# Differentiable WFSTs
Differentiable WFSTs enable automatic differentiation through WFST operations, allowing gradient-based training with WFST-based loss functions. This bridges the gap between traditional WFST algorithms and modern deep learning frameworks.
## Concepts
### What is Differentiable WFST?
A differentiable WFST extends the standard WFST with the ability to compute gradients with respect to arc weights. This enables:
1. **End-to-end training**: Backpropagation through WFST operations
2. **Sequence-level losses**: CTC, ASG, and other alignment-based losses
3. **Integration with neural networks**: WFSTs as trainable layers
```
Neural Network WFST Operations Loss
│ │ │
▼ ▼ ▼
logits ───────────► forward_score ─────────► -log p(y|x)
▲ │ │
│ ▼ │
gradients ◄─────────── backward ◄────────────────┘
```
### The Gradient Graph
Every WFST operation returns a graph where gradients can be computed.

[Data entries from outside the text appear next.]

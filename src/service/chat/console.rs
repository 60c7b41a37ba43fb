//! Interactive console chat client.
//!
//! Every line read from the input is treated as an @-mention of the bot, and
//! replies are printed to stdout. Useful for poking at the bot without a Slack
//! workspace.

use std::{
    io::BufRead,
    sync::{Arc, Mutex},
};

use anyhow::anyhow;
use async_trait::async_trait;
use tokio::sync::mpsc;
use tracing::{Span, debug, error, info, instrument};

use crate::base::{
    shutdown::ShutdownHandle,
    types::{Event, Message, Void},
};

use super::{ChatClient, GenericChatClient};

/// Channel name reported for console events.
pub const CONSOLE_CHANNEL: &str = "stdin";

// Type aliases.

type Input = Box<dyn BufRead + Send>;

// Extra methods on `ChatClient` applied by the console implementation.

impl ChatClient {
    /// Creates a new console chat client reading from stdin.
    pub fn console() -> Self {
        Self::from(ConsoleChatClient::stdin())
    }
}

impl From<ConsoleChatClient> for ChatClient {
    fn from(client: ConsoleChatClient) -> Self {
        Self { inner: Arc::new(client) }
    }
}

// Structs.

/// Console client implementation.
///
/// Input is read on a dedicated OS thread. A blocked read cannot be cancelled,
/// and the thread must not keep the process alive once the bot has stopped.
pub struct ConsoleChatClient {
    input: Mutex<Option<Input>>,
    shutdown: ShutdownHandle,
}

impl ConsoleChatClient {
    /// Create a console client reading from stdin.
    pub fn stdin() -> Self {
        Self::with_input(std::io::BufReader::new(std::io::stdin()))
    }

    /// Create a console client reading from an arbitrary line source.
    pub fn with_input(input: impl BufRead + Send + 'static) -> Self {
        info!("Using console adapter.");

        Self {
            input: Mutex::new(Some(Box::new(input))),
            shutdown: ShutdownHandle::new(),
        }
    }
}

/// Builds the event for one line of console input.
fn console_event(line: String) -> Event {
    let user = std::env::var("USER").unwrap_or_default();
    let timestamp = chrono::Utc::now().timestamp().to_string();

    Event::mention(user, line, CONSOLE_CHANNEL, timestamp)
}

/// Formats a reply for the terminal.
pub fn render(message: &Message) -> String {
    format!(">> ({}) {}", message.channel, message.text)
}

/// Forwards input lines until the input ends, the receiver goes away, or a
/// shutdown is requested.
fn read_lines(input: Input, output: mpsc::Sender<Event>, shutdown: ShutdownHandle) {
    info!("Setting up console listener loop ...");

    for line in input.lines() {
        if shutdown.is_triggered() {
            info!("Received close, shutting down.");
            break;
        }

        match line {
            Ok(line) if line.trim().is_empty() => debug!("Skipping empty line."),
            Ok(line) => {
                if output.blocking_send(console_event(line)).is_err() {
                    break;
                }
            }
            Err(err) => {
                error!("Error reading from console input: {}", err);
                break;
            }
        }
    }

    info!("Console listener ending.");
}

#[async_trait]
impl GenericChatClient for ConsoleChatClient {
    #[instrument(skip_all)]
    async fn listen(&self, output: mpsc::Sender<Event>) -> Void {
        let input = self
            .input
            .lock()
            .map_err(|_| anyhow!("Console input lock poisoned."))?
            .take()
            .ok_or_else(|| anyhow!("Console is already listening."))?;

        let shutdown = self.shutdown.clone();
        let span = Span::current();

        // Detached: the process may exit while this thread is still blocked on a read.
        std::thread::Builder::new()
            .name("console-input".to_string())
            .spawn(move || {
                let _entered = span.enter();
                read_lines(input, output, shutdown);
            })
            .map_err(|e| anyhow!("Unable to start console listener: {}", e))?;

        Ok(())
    }

    async fn say(&self, message: &Message) -> Void {
        println!("{}", render(message));
        Ok(())
    }

    async fn shutdown(&self) {
        info!("Shutting down console adapter ...");
        self.shutdown.trigger();
    }
}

The key insight is that **the gradient of a WFST is also a WFST**—it has the same topology but with gradient values instead of weights.
```
Original WFST: Gradient WFST:
w₁=1.0 g₁=0.73
0 ────────► 1 0 ────────► 1
│ │ │ │
│ w₂=2.0 │ (final) │ g₂=0.27 │ (final)
└──────────►│ └──────────►│
Weights are path probabilities Gradients are path posteriors
```
### Forward and Backward Passes
The differentiation follows the forward-backward algorithm:
**Forward Pass (α)**:
- `α[start] = 1̄` (log semiring one = 0.0)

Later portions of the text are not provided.